» **TASK STATEMENT**
A complete response lists each line of the data below that includes the word "return".

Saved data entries

-=-=-=-=-

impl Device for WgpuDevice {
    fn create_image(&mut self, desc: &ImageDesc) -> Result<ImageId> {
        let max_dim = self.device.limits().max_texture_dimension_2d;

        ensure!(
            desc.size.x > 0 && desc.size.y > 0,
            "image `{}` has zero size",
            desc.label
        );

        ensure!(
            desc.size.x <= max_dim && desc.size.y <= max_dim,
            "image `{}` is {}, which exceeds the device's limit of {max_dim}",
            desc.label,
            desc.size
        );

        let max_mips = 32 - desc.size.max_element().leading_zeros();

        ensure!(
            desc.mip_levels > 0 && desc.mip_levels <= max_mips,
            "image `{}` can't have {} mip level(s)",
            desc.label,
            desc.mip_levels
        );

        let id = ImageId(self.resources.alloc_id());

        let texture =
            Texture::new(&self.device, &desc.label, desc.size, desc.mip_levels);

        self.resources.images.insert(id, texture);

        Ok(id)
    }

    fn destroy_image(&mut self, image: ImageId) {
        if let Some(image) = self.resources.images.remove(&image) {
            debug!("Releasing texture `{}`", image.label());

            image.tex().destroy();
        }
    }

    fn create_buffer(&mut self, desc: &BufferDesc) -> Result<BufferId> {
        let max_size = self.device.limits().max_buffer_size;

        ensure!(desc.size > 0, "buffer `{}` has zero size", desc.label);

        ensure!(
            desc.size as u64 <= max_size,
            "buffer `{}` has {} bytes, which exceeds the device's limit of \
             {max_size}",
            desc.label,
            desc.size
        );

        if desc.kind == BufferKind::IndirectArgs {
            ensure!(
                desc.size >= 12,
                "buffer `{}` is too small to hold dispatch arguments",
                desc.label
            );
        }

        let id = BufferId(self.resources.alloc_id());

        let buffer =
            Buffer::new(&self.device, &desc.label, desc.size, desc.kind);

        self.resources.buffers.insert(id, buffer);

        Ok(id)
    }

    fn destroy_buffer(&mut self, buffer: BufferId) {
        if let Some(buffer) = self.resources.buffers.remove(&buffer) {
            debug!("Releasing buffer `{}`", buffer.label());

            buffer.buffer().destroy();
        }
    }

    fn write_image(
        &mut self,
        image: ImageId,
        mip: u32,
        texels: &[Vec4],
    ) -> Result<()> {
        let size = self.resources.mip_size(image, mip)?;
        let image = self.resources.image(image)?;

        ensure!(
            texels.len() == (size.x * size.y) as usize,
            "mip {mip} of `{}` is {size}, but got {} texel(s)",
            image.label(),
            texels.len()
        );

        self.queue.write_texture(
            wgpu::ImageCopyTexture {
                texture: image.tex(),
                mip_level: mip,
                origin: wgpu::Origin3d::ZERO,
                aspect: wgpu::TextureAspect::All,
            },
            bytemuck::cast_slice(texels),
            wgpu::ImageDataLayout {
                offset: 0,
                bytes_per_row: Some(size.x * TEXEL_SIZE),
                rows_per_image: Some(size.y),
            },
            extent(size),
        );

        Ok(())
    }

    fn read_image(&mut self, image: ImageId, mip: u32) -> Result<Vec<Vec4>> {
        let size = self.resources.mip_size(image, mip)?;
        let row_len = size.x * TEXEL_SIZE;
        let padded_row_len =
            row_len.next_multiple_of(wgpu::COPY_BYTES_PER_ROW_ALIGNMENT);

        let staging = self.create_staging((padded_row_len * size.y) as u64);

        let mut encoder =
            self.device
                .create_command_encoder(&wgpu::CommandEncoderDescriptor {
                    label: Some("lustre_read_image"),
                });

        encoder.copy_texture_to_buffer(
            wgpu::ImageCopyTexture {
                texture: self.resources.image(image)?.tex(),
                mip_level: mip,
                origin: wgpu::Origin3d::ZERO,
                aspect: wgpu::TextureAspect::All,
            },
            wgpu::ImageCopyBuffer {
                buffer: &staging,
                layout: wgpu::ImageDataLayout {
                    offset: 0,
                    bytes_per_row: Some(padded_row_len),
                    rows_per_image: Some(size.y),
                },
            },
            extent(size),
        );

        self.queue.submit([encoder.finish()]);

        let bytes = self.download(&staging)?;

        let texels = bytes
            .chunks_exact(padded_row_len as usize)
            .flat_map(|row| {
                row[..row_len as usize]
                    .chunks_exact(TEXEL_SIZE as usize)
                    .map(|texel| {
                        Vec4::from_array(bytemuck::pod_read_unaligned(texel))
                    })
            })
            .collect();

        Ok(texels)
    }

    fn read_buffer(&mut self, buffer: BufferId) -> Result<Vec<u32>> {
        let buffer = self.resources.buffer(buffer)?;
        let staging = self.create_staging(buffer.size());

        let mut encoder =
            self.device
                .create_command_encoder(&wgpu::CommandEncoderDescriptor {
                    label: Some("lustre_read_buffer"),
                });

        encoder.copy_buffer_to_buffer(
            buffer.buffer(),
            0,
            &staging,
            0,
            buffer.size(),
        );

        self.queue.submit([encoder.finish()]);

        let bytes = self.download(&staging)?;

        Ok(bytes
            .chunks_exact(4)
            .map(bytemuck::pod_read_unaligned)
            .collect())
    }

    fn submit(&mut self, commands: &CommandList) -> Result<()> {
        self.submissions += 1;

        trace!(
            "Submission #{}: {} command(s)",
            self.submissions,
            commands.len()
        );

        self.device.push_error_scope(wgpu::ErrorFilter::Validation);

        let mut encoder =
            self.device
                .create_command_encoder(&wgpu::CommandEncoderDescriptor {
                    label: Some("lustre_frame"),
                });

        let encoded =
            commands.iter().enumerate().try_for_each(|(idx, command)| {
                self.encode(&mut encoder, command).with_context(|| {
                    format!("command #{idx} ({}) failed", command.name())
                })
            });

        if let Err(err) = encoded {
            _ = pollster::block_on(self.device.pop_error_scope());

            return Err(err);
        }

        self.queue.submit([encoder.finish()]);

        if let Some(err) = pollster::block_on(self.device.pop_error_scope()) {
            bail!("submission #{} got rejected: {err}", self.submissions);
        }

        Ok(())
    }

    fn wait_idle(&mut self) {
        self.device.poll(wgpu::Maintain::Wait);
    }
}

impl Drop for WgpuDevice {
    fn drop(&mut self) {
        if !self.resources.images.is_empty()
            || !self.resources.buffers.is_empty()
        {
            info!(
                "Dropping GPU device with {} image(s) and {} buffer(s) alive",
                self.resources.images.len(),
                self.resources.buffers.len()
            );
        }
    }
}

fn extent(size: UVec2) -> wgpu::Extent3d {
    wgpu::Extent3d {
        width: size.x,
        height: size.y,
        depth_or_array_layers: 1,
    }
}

-=-=-=-=-

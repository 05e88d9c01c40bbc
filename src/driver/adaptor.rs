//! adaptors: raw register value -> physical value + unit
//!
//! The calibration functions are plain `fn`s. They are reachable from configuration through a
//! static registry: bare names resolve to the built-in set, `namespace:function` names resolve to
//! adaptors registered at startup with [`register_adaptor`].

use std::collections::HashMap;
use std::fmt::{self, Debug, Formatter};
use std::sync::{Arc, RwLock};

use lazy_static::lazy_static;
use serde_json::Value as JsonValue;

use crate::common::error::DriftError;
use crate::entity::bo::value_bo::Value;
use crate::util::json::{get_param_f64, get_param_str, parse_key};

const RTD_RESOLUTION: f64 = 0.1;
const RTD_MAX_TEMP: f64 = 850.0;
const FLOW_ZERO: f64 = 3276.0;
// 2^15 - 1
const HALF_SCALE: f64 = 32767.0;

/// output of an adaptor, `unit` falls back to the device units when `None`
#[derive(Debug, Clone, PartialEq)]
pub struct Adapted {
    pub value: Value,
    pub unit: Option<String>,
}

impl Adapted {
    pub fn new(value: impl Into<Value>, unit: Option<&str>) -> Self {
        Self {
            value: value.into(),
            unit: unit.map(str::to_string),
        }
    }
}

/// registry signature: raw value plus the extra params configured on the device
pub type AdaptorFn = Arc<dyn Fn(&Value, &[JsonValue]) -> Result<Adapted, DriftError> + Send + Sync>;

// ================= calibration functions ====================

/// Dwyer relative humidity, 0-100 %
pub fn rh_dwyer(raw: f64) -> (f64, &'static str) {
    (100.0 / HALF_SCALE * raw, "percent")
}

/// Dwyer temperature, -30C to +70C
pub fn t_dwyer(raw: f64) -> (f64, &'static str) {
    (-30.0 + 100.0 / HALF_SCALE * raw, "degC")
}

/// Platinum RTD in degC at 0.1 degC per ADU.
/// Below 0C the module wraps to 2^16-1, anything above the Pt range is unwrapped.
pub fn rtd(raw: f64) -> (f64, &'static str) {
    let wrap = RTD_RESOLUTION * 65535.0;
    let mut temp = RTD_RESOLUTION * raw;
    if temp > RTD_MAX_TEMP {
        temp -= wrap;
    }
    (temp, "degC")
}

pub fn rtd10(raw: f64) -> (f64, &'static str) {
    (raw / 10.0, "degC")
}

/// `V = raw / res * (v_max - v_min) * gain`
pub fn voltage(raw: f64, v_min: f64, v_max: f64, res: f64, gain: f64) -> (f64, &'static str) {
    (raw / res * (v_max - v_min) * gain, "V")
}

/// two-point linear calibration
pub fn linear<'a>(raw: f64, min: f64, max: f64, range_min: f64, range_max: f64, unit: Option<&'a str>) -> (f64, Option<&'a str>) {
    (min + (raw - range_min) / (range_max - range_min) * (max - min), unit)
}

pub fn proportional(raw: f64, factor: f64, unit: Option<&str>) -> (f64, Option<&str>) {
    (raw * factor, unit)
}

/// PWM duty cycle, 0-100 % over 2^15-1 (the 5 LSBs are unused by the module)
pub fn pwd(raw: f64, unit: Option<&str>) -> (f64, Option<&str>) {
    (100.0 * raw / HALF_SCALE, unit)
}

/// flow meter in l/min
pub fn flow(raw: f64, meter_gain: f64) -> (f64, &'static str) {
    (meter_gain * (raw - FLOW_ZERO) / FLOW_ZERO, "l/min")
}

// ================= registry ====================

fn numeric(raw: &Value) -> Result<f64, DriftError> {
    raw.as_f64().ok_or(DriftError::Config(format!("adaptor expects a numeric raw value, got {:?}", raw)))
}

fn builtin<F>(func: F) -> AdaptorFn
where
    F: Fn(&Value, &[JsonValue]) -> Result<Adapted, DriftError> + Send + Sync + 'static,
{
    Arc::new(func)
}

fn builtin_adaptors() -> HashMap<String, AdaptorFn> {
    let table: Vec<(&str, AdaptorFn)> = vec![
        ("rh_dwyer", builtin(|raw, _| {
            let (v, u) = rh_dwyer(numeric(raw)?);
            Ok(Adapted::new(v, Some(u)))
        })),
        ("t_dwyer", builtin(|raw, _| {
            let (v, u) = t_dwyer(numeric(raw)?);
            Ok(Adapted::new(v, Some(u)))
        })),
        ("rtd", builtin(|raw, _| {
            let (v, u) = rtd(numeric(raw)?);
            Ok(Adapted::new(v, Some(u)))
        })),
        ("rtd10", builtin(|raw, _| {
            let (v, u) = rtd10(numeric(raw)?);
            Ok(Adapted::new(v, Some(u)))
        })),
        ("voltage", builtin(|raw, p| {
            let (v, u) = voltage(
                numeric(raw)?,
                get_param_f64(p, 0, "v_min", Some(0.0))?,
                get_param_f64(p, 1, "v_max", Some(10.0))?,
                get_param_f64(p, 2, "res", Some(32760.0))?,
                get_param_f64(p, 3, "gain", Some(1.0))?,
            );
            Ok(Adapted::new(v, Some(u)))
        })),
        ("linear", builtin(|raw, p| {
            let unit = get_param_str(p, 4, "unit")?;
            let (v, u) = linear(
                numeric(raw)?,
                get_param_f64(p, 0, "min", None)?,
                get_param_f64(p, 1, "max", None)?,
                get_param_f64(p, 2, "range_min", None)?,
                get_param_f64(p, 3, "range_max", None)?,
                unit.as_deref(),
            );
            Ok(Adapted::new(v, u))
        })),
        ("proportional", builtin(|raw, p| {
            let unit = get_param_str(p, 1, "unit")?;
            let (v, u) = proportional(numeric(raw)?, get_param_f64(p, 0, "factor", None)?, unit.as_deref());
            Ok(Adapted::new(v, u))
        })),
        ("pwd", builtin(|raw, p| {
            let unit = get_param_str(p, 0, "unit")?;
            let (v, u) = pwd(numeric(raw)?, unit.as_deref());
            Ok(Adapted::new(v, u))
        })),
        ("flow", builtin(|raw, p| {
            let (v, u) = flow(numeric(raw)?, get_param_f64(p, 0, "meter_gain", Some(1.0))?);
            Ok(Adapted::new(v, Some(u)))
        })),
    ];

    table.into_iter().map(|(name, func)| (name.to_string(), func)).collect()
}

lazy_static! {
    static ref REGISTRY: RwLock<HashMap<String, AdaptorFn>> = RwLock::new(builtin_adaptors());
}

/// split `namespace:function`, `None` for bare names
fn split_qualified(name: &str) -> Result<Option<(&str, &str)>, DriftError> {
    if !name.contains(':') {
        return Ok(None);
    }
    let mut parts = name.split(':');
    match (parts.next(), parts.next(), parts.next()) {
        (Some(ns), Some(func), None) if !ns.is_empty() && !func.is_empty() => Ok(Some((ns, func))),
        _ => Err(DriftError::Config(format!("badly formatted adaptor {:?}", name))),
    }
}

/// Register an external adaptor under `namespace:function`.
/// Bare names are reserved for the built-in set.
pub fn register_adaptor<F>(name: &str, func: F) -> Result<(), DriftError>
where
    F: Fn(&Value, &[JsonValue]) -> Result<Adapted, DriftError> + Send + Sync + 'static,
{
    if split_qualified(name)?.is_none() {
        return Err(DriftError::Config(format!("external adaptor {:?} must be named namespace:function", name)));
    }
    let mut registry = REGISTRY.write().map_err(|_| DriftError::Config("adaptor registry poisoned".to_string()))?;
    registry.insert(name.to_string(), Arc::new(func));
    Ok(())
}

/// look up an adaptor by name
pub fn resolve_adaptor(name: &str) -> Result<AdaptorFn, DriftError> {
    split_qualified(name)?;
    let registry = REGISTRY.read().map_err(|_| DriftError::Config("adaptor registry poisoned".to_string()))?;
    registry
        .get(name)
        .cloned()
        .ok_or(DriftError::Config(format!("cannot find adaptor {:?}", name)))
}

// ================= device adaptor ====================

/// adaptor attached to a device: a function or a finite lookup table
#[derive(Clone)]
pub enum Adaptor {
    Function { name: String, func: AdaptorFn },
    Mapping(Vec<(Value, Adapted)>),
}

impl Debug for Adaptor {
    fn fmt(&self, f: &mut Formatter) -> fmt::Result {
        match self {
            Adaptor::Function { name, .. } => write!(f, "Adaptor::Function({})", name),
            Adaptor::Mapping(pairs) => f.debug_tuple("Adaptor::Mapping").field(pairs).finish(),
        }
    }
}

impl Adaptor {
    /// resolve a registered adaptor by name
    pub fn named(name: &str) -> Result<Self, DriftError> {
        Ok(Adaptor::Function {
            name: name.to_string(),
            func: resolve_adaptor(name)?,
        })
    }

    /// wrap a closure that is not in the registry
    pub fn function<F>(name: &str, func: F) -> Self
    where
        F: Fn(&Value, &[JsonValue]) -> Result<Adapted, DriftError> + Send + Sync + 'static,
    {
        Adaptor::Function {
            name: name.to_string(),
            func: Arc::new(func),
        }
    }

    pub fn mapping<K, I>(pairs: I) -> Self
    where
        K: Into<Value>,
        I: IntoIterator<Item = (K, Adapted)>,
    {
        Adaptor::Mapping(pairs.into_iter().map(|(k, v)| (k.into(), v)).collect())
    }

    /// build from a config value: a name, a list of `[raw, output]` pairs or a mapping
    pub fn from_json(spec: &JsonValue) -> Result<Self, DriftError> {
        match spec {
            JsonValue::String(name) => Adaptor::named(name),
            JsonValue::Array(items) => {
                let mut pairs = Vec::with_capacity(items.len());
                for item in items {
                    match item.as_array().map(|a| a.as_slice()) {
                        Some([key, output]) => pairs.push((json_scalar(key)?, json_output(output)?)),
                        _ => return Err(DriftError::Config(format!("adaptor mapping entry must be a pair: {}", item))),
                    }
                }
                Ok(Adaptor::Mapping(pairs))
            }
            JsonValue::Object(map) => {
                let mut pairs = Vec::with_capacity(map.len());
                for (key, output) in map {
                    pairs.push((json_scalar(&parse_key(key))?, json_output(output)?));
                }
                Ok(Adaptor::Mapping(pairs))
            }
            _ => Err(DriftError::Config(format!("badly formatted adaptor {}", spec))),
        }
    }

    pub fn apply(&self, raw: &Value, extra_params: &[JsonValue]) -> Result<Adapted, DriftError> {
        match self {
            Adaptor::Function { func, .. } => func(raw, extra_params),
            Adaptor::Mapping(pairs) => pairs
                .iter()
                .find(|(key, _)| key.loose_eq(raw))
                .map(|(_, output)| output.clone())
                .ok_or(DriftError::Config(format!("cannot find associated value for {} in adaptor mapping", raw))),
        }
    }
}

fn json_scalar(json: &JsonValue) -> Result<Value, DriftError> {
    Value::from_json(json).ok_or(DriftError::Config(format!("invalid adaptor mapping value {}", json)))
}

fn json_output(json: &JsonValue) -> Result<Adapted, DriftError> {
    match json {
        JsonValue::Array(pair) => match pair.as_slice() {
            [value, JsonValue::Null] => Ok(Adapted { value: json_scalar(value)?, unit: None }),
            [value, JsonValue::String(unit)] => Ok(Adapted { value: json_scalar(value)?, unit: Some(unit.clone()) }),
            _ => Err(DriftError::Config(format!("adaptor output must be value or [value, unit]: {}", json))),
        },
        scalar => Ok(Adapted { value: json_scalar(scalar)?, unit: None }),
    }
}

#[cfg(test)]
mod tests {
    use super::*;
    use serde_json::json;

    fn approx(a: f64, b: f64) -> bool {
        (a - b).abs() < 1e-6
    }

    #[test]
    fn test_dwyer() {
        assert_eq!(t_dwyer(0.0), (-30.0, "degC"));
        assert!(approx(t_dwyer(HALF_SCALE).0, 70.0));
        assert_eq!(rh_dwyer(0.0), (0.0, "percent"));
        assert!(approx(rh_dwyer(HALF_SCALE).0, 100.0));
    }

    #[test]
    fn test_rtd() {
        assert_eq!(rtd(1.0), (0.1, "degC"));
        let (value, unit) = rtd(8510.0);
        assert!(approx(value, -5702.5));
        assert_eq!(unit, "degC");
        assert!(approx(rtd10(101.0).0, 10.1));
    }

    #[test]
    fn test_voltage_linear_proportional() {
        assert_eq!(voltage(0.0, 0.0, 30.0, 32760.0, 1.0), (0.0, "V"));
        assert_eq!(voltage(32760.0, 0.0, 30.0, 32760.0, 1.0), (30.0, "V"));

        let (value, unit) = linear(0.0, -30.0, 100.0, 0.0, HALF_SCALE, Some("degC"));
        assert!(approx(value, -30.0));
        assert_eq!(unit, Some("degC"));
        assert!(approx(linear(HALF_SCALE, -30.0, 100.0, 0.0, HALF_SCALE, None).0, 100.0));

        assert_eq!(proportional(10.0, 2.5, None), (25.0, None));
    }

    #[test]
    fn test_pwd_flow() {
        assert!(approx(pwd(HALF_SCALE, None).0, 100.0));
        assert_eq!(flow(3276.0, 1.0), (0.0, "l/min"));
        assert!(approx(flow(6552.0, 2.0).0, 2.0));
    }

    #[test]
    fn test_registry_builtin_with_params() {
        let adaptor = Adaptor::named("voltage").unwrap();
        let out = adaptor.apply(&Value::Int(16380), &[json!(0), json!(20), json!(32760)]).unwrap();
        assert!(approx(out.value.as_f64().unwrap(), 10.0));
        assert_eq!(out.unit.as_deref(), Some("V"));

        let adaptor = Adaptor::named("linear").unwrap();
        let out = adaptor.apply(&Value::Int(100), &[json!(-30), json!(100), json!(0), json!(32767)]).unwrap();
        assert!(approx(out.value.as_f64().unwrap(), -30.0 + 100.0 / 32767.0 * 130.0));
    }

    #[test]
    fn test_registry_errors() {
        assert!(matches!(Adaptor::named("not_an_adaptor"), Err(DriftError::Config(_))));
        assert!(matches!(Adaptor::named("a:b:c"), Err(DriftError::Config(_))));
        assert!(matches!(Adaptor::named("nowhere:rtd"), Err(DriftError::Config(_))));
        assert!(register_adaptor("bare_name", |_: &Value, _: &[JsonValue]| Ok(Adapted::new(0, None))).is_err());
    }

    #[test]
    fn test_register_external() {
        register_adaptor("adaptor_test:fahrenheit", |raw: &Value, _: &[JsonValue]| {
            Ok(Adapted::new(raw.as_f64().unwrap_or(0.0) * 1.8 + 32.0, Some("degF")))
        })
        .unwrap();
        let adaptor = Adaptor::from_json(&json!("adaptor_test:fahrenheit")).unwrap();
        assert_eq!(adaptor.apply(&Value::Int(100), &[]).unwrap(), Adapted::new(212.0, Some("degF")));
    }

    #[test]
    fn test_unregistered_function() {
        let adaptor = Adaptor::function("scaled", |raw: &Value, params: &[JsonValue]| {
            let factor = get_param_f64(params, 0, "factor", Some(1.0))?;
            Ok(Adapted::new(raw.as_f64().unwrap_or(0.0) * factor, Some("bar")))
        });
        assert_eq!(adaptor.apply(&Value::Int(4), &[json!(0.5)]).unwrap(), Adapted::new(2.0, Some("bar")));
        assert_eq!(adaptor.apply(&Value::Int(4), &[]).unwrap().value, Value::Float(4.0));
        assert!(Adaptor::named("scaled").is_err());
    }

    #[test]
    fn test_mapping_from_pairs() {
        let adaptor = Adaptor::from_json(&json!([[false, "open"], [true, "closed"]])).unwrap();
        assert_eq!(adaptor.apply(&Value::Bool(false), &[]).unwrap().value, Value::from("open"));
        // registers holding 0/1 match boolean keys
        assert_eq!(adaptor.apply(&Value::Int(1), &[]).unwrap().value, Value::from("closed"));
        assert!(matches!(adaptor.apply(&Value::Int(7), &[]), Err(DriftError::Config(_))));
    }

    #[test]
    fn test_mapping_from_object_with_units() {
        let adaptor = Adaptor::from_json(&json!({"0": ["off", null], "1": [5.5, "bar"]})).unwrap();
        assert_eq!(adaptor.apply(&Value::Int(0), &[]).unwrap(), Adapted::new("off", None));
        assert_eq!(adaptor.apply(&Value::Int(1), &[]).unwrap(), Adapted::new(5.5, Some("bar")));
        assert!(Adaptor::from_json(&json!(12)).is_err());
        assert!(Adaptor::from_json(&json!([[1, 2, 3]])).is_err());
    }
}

-=-=-=-=-

» **SOLUTION FOR THIS TASK**
            return Err(err);
        return Ok(None);
        return Err(DriftError::Config(format!("external adaptor {:?} must be named namespace:function", name)));
                        _ => return Err(DriftError::Config(format!("adaptor mapping entry must be a pair: {}", item))),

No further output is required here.